Пэт давно уже перестала изображать отрешенность, а беспристрастной ее теперь назвал бы только самый пристрастный наблюдатель.

– А я знаю, – проговорила она таким тоном, что Ричард удивился, как это ее чуть выпяченная нижняя губа могла когда-то казаться ему умилительной. – Твое мнение об Анниных стихах – это всего лишь твоя точка зрения, точка зрения специалиста, профессионала и все такое, но не более чем точка зрения. Выходит твоя любовь, или привязанность, как хочешь, к Анне достаточно сильна, чтобы сбежать с ней, довести жену до нервного срыва и разрушить свой брак, но недостаточно сильна, чтобы заткнуть эту самую точку зрения куда подальше.

– А именно, солгать, – уточнил Ричард.

– А до этого тебе никогда лгать не приходилось? Да что ты говоришь? Нет, ты просто не хочешь лгать именно сейчас, именно в этой ситуации. Но даже если то, о чем ты сейчас говорил, в десятки раз важнее, чем следует из твоих слов, разве это повод отказаться от человека, которого любишь?

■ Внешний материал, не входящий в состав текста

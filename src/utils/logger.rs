use std::future::Future;
use tracing::instrument::{WithDispatch, WithSubscriber};
use tracing::Dispatch;
use tracing_subscriber::fmt::MakeWriter;
use tracing_subscriber::{layer::SubscriberExt, EnvFilter};

#[derive(Debug, Clone, Copy, PartialEq, Eq, Default)]
pub enum LogFormat {
    #[default]
    Compact,
    Json,
}

/// Handle to an explicitly constructed `tracing` dispatcher.
///
/// Nothing here installs a global subscriber: the binary builds one `Logger`
/// at start-up and hands clones to each component, which run their work
/// inside [`Logger::in_scope`] or [`Logger::instrument`].
#[derive(Clone)]
pub struct Logger {
    dispatch: Dispatch,
}

impl Logger {
    pub fn cli(verbose: bool) -> Self {
        Self::new(LogFormat::Compact, verbose)
    }

    pub fn new(format: LogFormat, verbose: bool) -> Self {
        let filter = if verbose {
            EnvFilter::try_from_default_env()
                .unwrap_or_else(|_| EnvFilter::new("campaign_dash=debug,info"))
        } else {
            EnvFilter::try_from_default_env()
                .unwrap_or_else(|_| EnvFilter::new("campaign_dash=info"))
        };

        let dispatch = match format {
            LogFormat::Compact => Dispatch::new(
                tracing_subscriber::registry().with(filter).with(
                    tracing_subscriber::fmt::layer()
                        .with_target(true)
                        .with_thread_ids(false)
                        .with_file(false)
                        .with_line_number(false)
                        .compact(),
                ),
            ),
            LogFormat::Json => Dispatch::new(
                tracing_subscriber::registry().with(filter).with(
                    tracing_subscriber::fmt::layer()
                        .with_target(true)
                        .with_thread_ids(false)
                        .json(),
                ),
            ),
        };

        Self { dispatch }
    }

    /// Logger writing plain text to `writer`, filtered by `directives`.
    /// `RUST_LOG` is ignored here.
    pub fn with_writer<W>(directives: &str, writer: W) -> Self
    where
        W: for<'w> MakeWriter<'w> + Send + Sync + 'static,
    {
        let subscriber = tracing_subscriber::registry()
            .with(EnvFilter::new(directives))
            .with(
                tracing_subscriber::fmt::layer()
                    .with_target(true)
                    .with_ansi(false)
                    .with_writer(writer),
            );
        Self {
            dispatch: Dispatch::new(subscriber),
        }
    }

    pub fn disabled() -> Self {
        Self {
            dispatch: Dispatch::none(),
        }
    }

    /// Runs `f` with this logger as the current dispatcher.
    pub fn in_scope<T>(&self, f: impl FnOnce() -> T) -> T {
        tracing::dispatcher::with_default(&self.dispatch, f)
    }

    /// Attaches this logger to every poll of `future`.
    pub fn instrument<F: Future>(&self, future: F) -> WithDispatch<F> {
        future.with_subscriber(self.dispatch.clone())
    }
}

impl Default for Logger {
    fn default() -> Self {
        Self::disabled()
    }
}

impl std::fmt::Debug for Logger {
    fn fmt(&self, f: &mut std::fmt::Formatter<'_>) -> std::fmt::Result {
        f.debug_struct("Logger").finish_non_exhaustive()
    }
}
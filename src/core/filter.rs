use crate::domain::model::{CanonicalColumn, Cell, DateRange, NormalizedTable};
use crate::utils::error::{DashboardError, Result};
use chrono::{DateTime, NaiveDate, NaiveDateTime};

const DATE_FORMATS: [&str; 4] = ["%Y-%m-%d", "%Y/%m/%d", "%m/%d/%Y", "%d.%m.%Y"];
const DATETIME_FORMATS: [&str; 4] = [
    "%Y-%m-%d %H:%M:%S",
    "%Y-%m-%d %H:%M",
    "%Y-%m-%dT%H:%M:%S",
    "%m/%d/%Y %H:%M",
];

/// Parses a date cell, dropping any time of day.
pub fn parse_date(value: &str) -> Option<NaiveDate> {
    let value = value.trim();
    DATE_FORMATS
        .iter()
        .find_map(|f| NaiveDate::parse_from_str(value, f).ok())
        .or_else(|| {
            DATETIME_FORMATS
                .iter()
                .find_map(|f| NaiveDateTime::parse_from_str(value, f).ok())
                .map(|dt| dt.date())
        })
        .or_else(|| {
            DateTime::parse_from_rfc3339(value)
                .ok()
                .map(|dt| dt.date_naive())
        })
}

/// Every row's date, in row order; `None` for a blank cell. Fails on the
/// first value that is present but unparseable.
fn row_dates(table: &NormalizedTable) -> Result<Vec<Option<NaiveDate>>> {
    if !table.is_resolved(CanonicalColumn::Date) {
        return Err(DashboardError::MissingColumnError {
            column: CanonicalColumn::Date.to_string(),
        });
    }
    let index = table
        .table()
        .column_index(CanonicalColumn::Date.as_str())
        .ok_or_else(|| DashboardError::MissingColumnError {
            column: CanonicalColumn::Date.to_string(),
        })?;

    table
        .table()
        .rows()
        .iter()
        .enumerate()
        .map(|(row, cells)| {
            let text = match &cells[index] {
                Cell::Null => return Ok(None),
                Cell::String(s) => s.clone(),
                other => other.to_string(),
            };
            parse_date(&text)
                .map(Some)
                .ok_or(DashboardError::InvalidDateError {
                    row: row + 1,
                    value: text,
                })
        })
        .collect()
}

/// Keeps rows whose date lies in `range`, both ends inclusive. Rows with a
/// blank date are never in range.
pub fn filter_by_date(table: &NormalizedTable, range: DateRange) -> Result<NormalizedTable> {
    let dates = row_dates(table)?;
    let mut dates = dates.into_iter();
    let filtered = table
        .table()
        .retain_rows(|_| dates.next().flatten().is_some_and(|d| range.contains(d)));

    tracing::debug!(
        %range,
        kept = filtered.len(),
        total = table.table().len(),
        "Filtered rows by date"
    );
    Ok(table.with_table(filtered))
}

/// Earliest and latest date in the table, `None` when no row has a date.
pub fn date_bounds(table: &NormalizedTable) -> Result<Option<DateRange>> {
    let dates: Vec<NaiveDate> = row_dates(table)?.into_iter().flatten().collect();
    Ok(dates
        .iter()
        .min()
        .zip(dates.iter().max())
        .map(|(start, end)| DateRange {
            start: *start,
            end: *end,
        }))
}
pub mod config;
pub mod core;
pub mod domain;
pub mod utils;

#[cfg(feature = "cli")]
pub use config::CliConfig;

pub use config::{toml_config::TomlConfig, OutputFormat};
pub use core::dashboard::{Dashboard, UploadView};
pub use utils::error::{DashboardError, Result};
pub use utils::logger::Logger;
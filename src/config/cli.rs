use crate::config::toml_config::TomlConfig;
use crate::config::OutputFormat;
use crate::core::fetcher::RetryPolicy;
use crate::core::normalizer::MatchMode;
use crate::core::ConfigProvider;
use crate::utils::error::Result;
use crate::utils::validation::{validate_file_extension, validate_range, validate_url, Validate};
use chrono::NaiveDate;
use clap::Parser;
use serde::{Deserialize, Serialize};
use std::time::Duration;

#[derive(Debug, Clone, Serialize, Deserialize, Parser)]
#[command(name = "campaign-dash")]
#[command(about = "Fetch campaign data from an API and normalize uploaded CSV exports")]
pub struct CliConfig {
    /// Path to a TOML configuration file; flags given here override it
    #[arg(short, long)]
    pub config: Option<String>,

    #[arg(long)]
    pub api_endpoint: Option<String>,

    /// Bearer token sent with the API request
    #[arg(long)]
    pub api_token: Option<String>,

    /// CSV export to process
    #[arg(long)]
    pub csv: Option<String>,

    /// First date to include (YYYY-MM-DD); defaults to the earliest date in the file
    #[arg(long)]
    pub start: Option<NaiveDate>,

    /// Last date to include (YYYY-MM-DD); defaults to the latest date in the file
    #[arg(long)]
    pub end: Option<NaiveDate>,

    /// Header matching: "relaxed" (trim + case-fold) or "exact"
    #[arg(long)]
    pub match_mode: Option<MatchMode>,

    #[arg(long)]
    pub timeout_seconds: Option<u64>,

    #[arg(long)]
    pub max_retries: Option<u32>,

    /// Table output: "csv" or "json"
    #[arg(long)]
    pub format: Option<OutputFormat>,

    #[arg(long, help = "Emit logs as JSON lines")]
    pub json_logs: bool,

    /// Enable debug logging, including each API connection attempt
    #[arg(short, long)]
    pub verbose: bool,
}

impl CliConfig {
    pub fn output_format(&self) -> OutputFormat {
        self.format.unwrap_or_default()
    }

    /// Copies every flag that was given onto `config`.
    pub fn apply_to(&self, config: &mut TomlConfig) {
        if let Some(endpoint) = &self.api_endpoint {
            config.source.endpoint = Some(endpoint.clone());
        }
        if let Some(token) = &self.api_token {
            config.source.token = Some(token.clone());
        }
        if let Some(mode) = self.match_mode {
            config.normalize.match_mode = mode;
        }
        if let Some(timeout) = self.timeout_seconds {
            config.source.timeout_seconds = timeout;
        }
        if let Some(retries) = self.max_retries {
            config.source.retry_attempts = retries;
        }
        if let Some(format) = self.format {
            config.output.format = format;
        }
        config.logging.verbose |= self.verbose;
        config.logging.json |= self.json_logs;
    }
}

impl ConfigProvider for CliConfig {
    fn api_endpoint(&self) -> Option<&str> {
        self.api_endpoint.as_deref()
    }

    fn api_token(&self) -> Option<&str> {
        self.api_token.as_deref()
    }

    fn request_timeout(&self) -> Duration {
        Duration::from_secs(self.timeout_seconds.unwrap_or(30))
    }

    fn retry_policy(&self) -> RetryPolicy {
        let mut policy = RetryPolicy::default();
        if let Some(retries) = self.max_retries {
            policy.max_retries = retries;
        }
        policy
    }

    fn match_mode(&self) -> MatchMode {
        self.match_mode.unwrap_or_default()
    }
}

impl Validate for CliConfig {
    fn validate(&self) -> Result<()> {
        if let Some(endpoint) = &self.api_endpoint {
            validate_url("api_endpoint", endpoint)?;
        }
        if let Some(csv) = &self.csv {
            validate_file_extension("csv", csv, &["csv"])?;
        }
        if let (Some(start), Some(end)) = (self.start, self.end) {
            crate::domain::model::DateRange::new(start, end)?;
        }
        if let Some(timeout) = self.timeout_seconds {
            validate_range("timeout_seconds", timeout, 1, 600)?;
        }
        if let Some(retries) = self.max_retries {
            validate_range("max_retries", retries, 0, 10)?;
        }
        Ok(())
    }
}
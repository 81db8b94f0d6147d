use thiserror::Error;

#[derive(Error, Debug)]
pub enum DashboardError {
    // === Fetch ===
    #[error("HTTP error {status} from {url}")]
    HttpError { url: String, status: u16 },

    #[error("Connection to {url} failed: {source}")]
    ConnectionError {
        url: String,
        #[source]
        source: reqwest::Error,
    },

    #[error("Request to {url} timed out: {source}")]
    TimeoutError {
        url: String,
        #[source]
        source: reqwest::Error,
    },

    #[error("Request to {url} failed: {message}")]
    RequestError { url: String, message: String },

    // === CSV ingestion ===
    #[error("Failed to read the CSV file: no header offset in 0..{attempts} produced a table")]
    UnreadableTableError { attempts: usize },

    #[error("Required column '{column}' not found")]
    MissingColumnError { column: String },

    #[error("Unparseable date '{value}' in row {row}")]
    InvalidDateError { row: usize, value: String },

    #[error("Pipeline error: {message}")]
    PipelineError { message: String },

    // === Configuration ===
    #[error("Configuration error: {message}")]
    ConfigError { message: String },

    #[error("Invalid value '{value}' for {field}: {reason}")]
    InvalidConfigValueError {
        field: String,
        value: String,
        reason: String,
    },

    #[error("Missing required configuration: {field}")]
    MissingConfigError { field: String },

    #[error("Configuration validation failed for {field}: {message}")]
    ConfigValidationError { field: String, message: String },

    // === Ambient ===
    #[error("IO error: {0}")]
    IoError(#[from] std::io::Error),

    #[error("Serialization error: {0}")]
    SerializationError(#[from] serde_json::Error),

    #[error("CSV output error: {0}")]
    CsvError(#[from] csv::Error),
}

#[derive(Debug, Clone, Copy, PartialEq, Eq)]
pub enum ErrorCategory {
    Network,
    Input,
    Schema,
    Configuration,
    System,
}

#[derive(Debug, Clone, Copy, PartialEq, Eq, PartialOrd, Ord)]
pub enum ErrorSeverity {
    Low,
    Medium,
    High,
    Critical,
}

impl DashboardError {
    pub fn category(&self) -> ErrorCategory {
        match self {
            Self::HttpError { .. }
            | Self::ConnectionError { .. }
            | Self::TimeoutError { .. }
            | Self::RequestError { .. } => ErrorCategory::Network,
            Self::UnreadableTableError { .. }
            | Self::InvalidDateError { .. }
            | Self::PipelineError { .. } => ErrorCategory::Input,
            Self::MissingColumnError { .. } => ErrorCategory::Schema,
            Self::ConfigError { .. }
            | Self::InvalidConfigValueError { .. }
            | Self::MissingConfigError { .. }
            | Self::ConfigValidationError { .. } => ErrorCategory::Configuration,
            Self::IoError(_) | Self::SerializationError(_) | Self::CsvError(_) => {
                ErrorCategory::System
            }
        }
    }

    pub fn severity(&self) -> ErrorSeverity {
        match self.category() {
            ErrorCategory::Network => ErrorSeverity::Medium,
            ErrorCategory::Input | ErrorCategory::Schema => ErrorSeverity::High,
            ErrorCategory::Configuration => ErrorSeverity::High,
            ErrorCategory::System => ErrorSeverity::Critical,
        }
    }

    /// Message shown to the person using the dashboard.
    pub fn user_friendly_message(&self) -> String {
        match self {
            Self::HttpError { status, .. } => format!("HTTP error occurred: status {}", status),
            Self::ConnectionError { source, .. } => {
                format!("Connection error occurred: {}", source)
            }
            Self::TimeoutError { source, .. } => format!("Timeout error occurred: {}", source),
            Self::RequestError { message, .. } => format!("An error occurred: {}", message),
            Self::UnreadableTableError { .. } => "Failed to read the CSV file.".to_string(),
            Self::MissingColumnError { column } => format!(
                "The uploaded file has no column recognised as '{}'",
                column
            ),
            other => format!("An error occurred: {}", other),
        }
    }

    pub fn recovery_suggestion(&self) -> &'static str {
        match self {
            Self::HttpError { status, .. } if *status == 401 || *status == 403 => {
                "Check the API token"
            }
            Self::HttpError { .. } => "Check the API endpoint, the service may be unavailable",
            Self::ConnectionError { .. } => "Check network connectivity and the endpoint host",
            Self::TimeoutError { .. } => "Retry later or raise the request timeout",
            Self::RequestError { .. } => "Check that the endpoint returns JSON",
            Self::UnreadableTableError { .. } => {
                "Remove extra banner rows above the header row (at most 4 are tolerated)"
            }
            Self::MissingColumnError { .. } => {
                "Rename the column or add its spelling to [normalize.synonyms]"
            }
            Self::InvalidDateError { .. } => "Use YYYY-MM-DD dates in the date column",
            Self::PipelineError { .. } => "Check the uploaded file contents",
            Self::ConfigError { .. }
            | Self::InvalidConfigValueError { .. }
            | Self::MissingConfigError { .. }
            | Self::ConfigValidationError { .. } => "Fix the configuration and run again",
            Self::IoError(_) => "Check that the file exists and is readable",
            Self::SerializationError(_) | Self::CsvError(_) => "Report this as a bug",
        }
    }
}

pub type Result<T> = std::result::Result<T, DashboardError>;

#[cfg(test)]
mod tests {
    use super::*;

    #[test]
    fn test_categories() {
        let err = DashboardError::HttpError {
            url: "http://x".to_string(),
            status: 404,
        };
        assert_eq!(err.category(), ErrorCategory::Network);
        assert_eq!(err.severity(), ErrorSeverity::Medium);

        let err = DashboardError::MissingColumnError {
            column: "conversion".to_string(),
        };
        assert_eq!(err.category(), ErrorCategory::Schema);
        assert!(err.user_friendly_message().contains("conversion"));
    }

    #[test]
    fn test_unreadable_table_message() {
        let err = DashboardError::UnreadableTableError { attempts: 5 };
        assert_eq!(err.user_friendly_message(), "Failed to read the CSV file.");
        assert!(err.to_string().contains("0..5"));
    }
}
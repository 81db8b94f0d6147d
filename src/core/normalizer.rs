//! Maps vendor column names onto the canonical column vocabulary.

use crate::domain::model::{CanonicalColumn, NormalizedTable, Table};
use crate::utils::error::{DashboardError, Result};
use serde::{Deserialize, Serialize};
use std::collections::{BTreeMap, HashMap, HashSet};
use std::str::FromStr;

/// How a source header is compared with a synonym.
///
/// `Exact` is byte-for-byte: `"Impr."` does not match `"impr."`, and a header
/// with an embedded newline only matches a synonym containing the same
/// newline. `Relaxed` trims and lower-cases both sides before comparing and
/// is the default; exports from ad platforms capitalise their headers.
#[derive(Debug, Clone, Copy, PartialEq, Eq, Default, Serialize, Deserialize)]
#[serde(rename_all = "lowercase")]
pub enum MatchMode {
    Exact,
    #[default]
    Relaxed,
}

impl MatchMode {
    pub fn matches(self, header: &str, synonym: &str) -> bool {
        match self {
            MatchMode::Exact => header == synonym,
            MatchMode::Relaxed => fold(header) == fold(synonym),
        }
    }
}

impl FromStr for MatchMode {
    type Err = DashboardError;

    fn from_str(s: &str) -> Result<Self> {
        match s.to_ascii_lowercase().as_str() {
            "exact" => Ok(MatchMode::Exact),
            "relaxed" => Ok(MatchMode::Relaxed),
            other => Err(DashboardError::InvalidConfigValueError {
                field: "match_mode".to_string(),
                value: other.to_string(),
                reason: "expected 'exact' or 'relaxed'".to_string(),
            }),
        }
    }
}

fn fold(s: &str) -> String {
    s.trim().to_lowercase()
}

/// Canonical column -> known spellings, both in significant order.
#[derive(Debug, Clone, PartialEq)]
pub struct SynonymTable {
    entries: Vec<(CanonicalColumn, Vec<String>)>,
}

impl SynonymTable {
    pub fn builtin() -> Self {
        use CanonicalColumn as C;

        let raw: [(CanonicalColumn, &[&str]); 11] = [
            (C::Campaign, &["campaign", "campaign name"]),
            (
                C::Impression,
                &["impression", "imp", "impressions", "impr.", "impressi\nons"],
            ),
            (C::Reach, &["reach"]),
            (C::Clicks, &["clicks", "clk", "link clicks", "clicked"]),
            (
                C::Conversion,
                &["conversion", "con", "conv", "results", "purchase", "purchases"],
            ),
            (C::Spend, &["amount spent", "cost"]),
            (C::Sent, &["sent"]),
            (C::Opened, &["opened"]),
            (C::OpenRate, &["open rate"]),
            (C::ClickRate, &["click rate"]),
            (C::Date, &["day", "created time", "date"]),
        ];

        Self {
            entries: raw
                .into_iter()
                .map(|(column, spellings)| {
                    (column, spellings.iter().map(|s| s.to_string()).collect())
                })
                .collect(),
        }
    }

    /// Built-in table plus `extra` spellings keyed by canonical column name.
    pub fn with_extra(extra: &HashMap<String, Vec<String>>) -> Result<Self> {
        let mut table = Self::builtin();
        // 依欄位名稱排序，保持結果可重現
        let mut keys: Vec<&String> = extra.keys().collect();
        keys.sort();
        for key in keys {
            let column = key.parse::<CanonicalColumn>()?;
            table.extend(column, extra[key].iter().cloned());
        }
        Ok(table)
    }

    /// Appends spellings after the existing ones, ignoring repeats.
    pub fn extend(&mut self, column: CanonicalColumn, spellings: impl IntoIterator<Item = String>) {
        if let Some((_, existing)) = self.entries.iter_mut().find(|(c, _)| *c == column) {
            for spelling in spellings {
                if !existing.contains(&spelling) {
                    existing.push(spelling);
                }
            }
        }
    }

    pub fn entries(&self) -> &[(CanonicalColumn, Vec<String>)] {
        &self.entries
    }

    pub fn synonyms(&self, column: CanonicalColumn) -> &[String] {
        self.entries
            .iter()
            .find(|(c, _)| *c == column)
            .map(|(_, s)| s.as_slice())
            .unwrap_or(&[])
    }
}

impl Default for SynonymTable {
    fn default() -> Self {
        Self::builtin()
    }
}

#[derive(Debug, Clone, Default)]
pub struct Normalizer {
    synonyms: SynonymTable,
    mode: MatchMode,
}

impl Normalizer {
    pub fn new(synonyms: SynonymTable, mode: MatchMode) -> Self {
        Self { synonyms, mode }
    }

    /// Renames matched headers on a copy of `table`.
    ///
    /// For each canonical column in table order the synonyms are tried in
    /// order and the first header that matches is renamed; later synonyms for
    /// that column are not consulted. Headers that already carry a canonical
    /// name are left alone and resolve their own column, so running this on
    /// its own output changes nothing. Unmatched headers pass through.
    pub fn normalize(&self, table: &Table) -> NormalizedTable {
        let mut normalized = table.clone();
        let mut resolved = BTreeMap::new();

        let canonical_names: HashSet<&str> =
            CanonicalColumn::ALL.iter().map(|c| c.as_str()).collect();
        let mut claimed: HashSet<usize> = table
            .columns()
            .iter()
            .enumerate()
            .filter(|(_, h)| canonical_names.contains(h.as_str()))
            .map(|(i, _)| i)
            .collect();

        for (canonical, spellings) in self.synonyms.entries() {
            if normalized.column_index(canonical.as_str()).is_some() {
                resolved.insert(*canonical, canonical.as_str().to_string());
                continue;
            }

            let found = spellings.iter().find_map(|spelling| {
                normalized
                    .columns()
                    .iter()
                    .enumerate()
                    .find(|(i, header)| !claimed.contains(i) && self.mode.matches(header, spelling))
                    .map(|(i, header)| (i, header.clone()))
            });

            if let Some((index, header)) = found {
                tracing::debug!(header = %header.escape_debug(), canonical = %canonical, "Mapped column");
                normalized.rename_column(index, canonical.as_str());
                claimed.insert(index);
                resolved.insert(*canonical, header);
            }
        }

        let unmatched: Vec<&String> = normalized
            .columns()
            .iter()
            .enumerate()
            .filter(|(i, _)| !claimed.contains(i))
            .map(|(_, h)| h)
            .collect();
        if !unmatched.is_empty() {
            tracing::debug!(?unmatched, "Columns kept without a canonical name");
        }

        NormalizedTable::new(normalized, resolved)
    }
}

/// Normalizes with the given synonyms in relaxed mode.
pub fn normalize(table: &Table, synonyms: &SynonymTable) -> NormalizedTable {
    Normalizer::new(synonyms.clone(), MatchMode::Relaxed).normalize(table)
}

Как ты там выразился? Извини за высокопарность?

Ричард подумал было напомнить, что, за кого бы Пэт его ни принимала раньше, пока он еще остается мужем женщины, которая, сколько ему известно, только что обошлась с Пэт совершенно по-хамски. Впрочем, подумал он об этом не более серьезно, чем о том, чтобы научиться летать.

Пэт тем временем разыграла красноречивую пантомиму, обведя пристальным взглядом роскошно обставленную Корделину гостиную, а потом оценивающе оглядев Ричарда. Наконец она проговорила:

– Как удобно. Как прелестно. Мы пошли пошалили, потом немножко запутались, потом маленько напугались, а теперь, как раз к месту, у нас приключился приступ профессиональной совестливости. Учти, тебе придется долго и тяжко гнуть спину, чтобы вернуть расположение дамы, которая сейчас сидит наверху, и вернуть его полностью тебе все равно не удастся. Но ведь есть ради чего потрудиться, а, Ричард?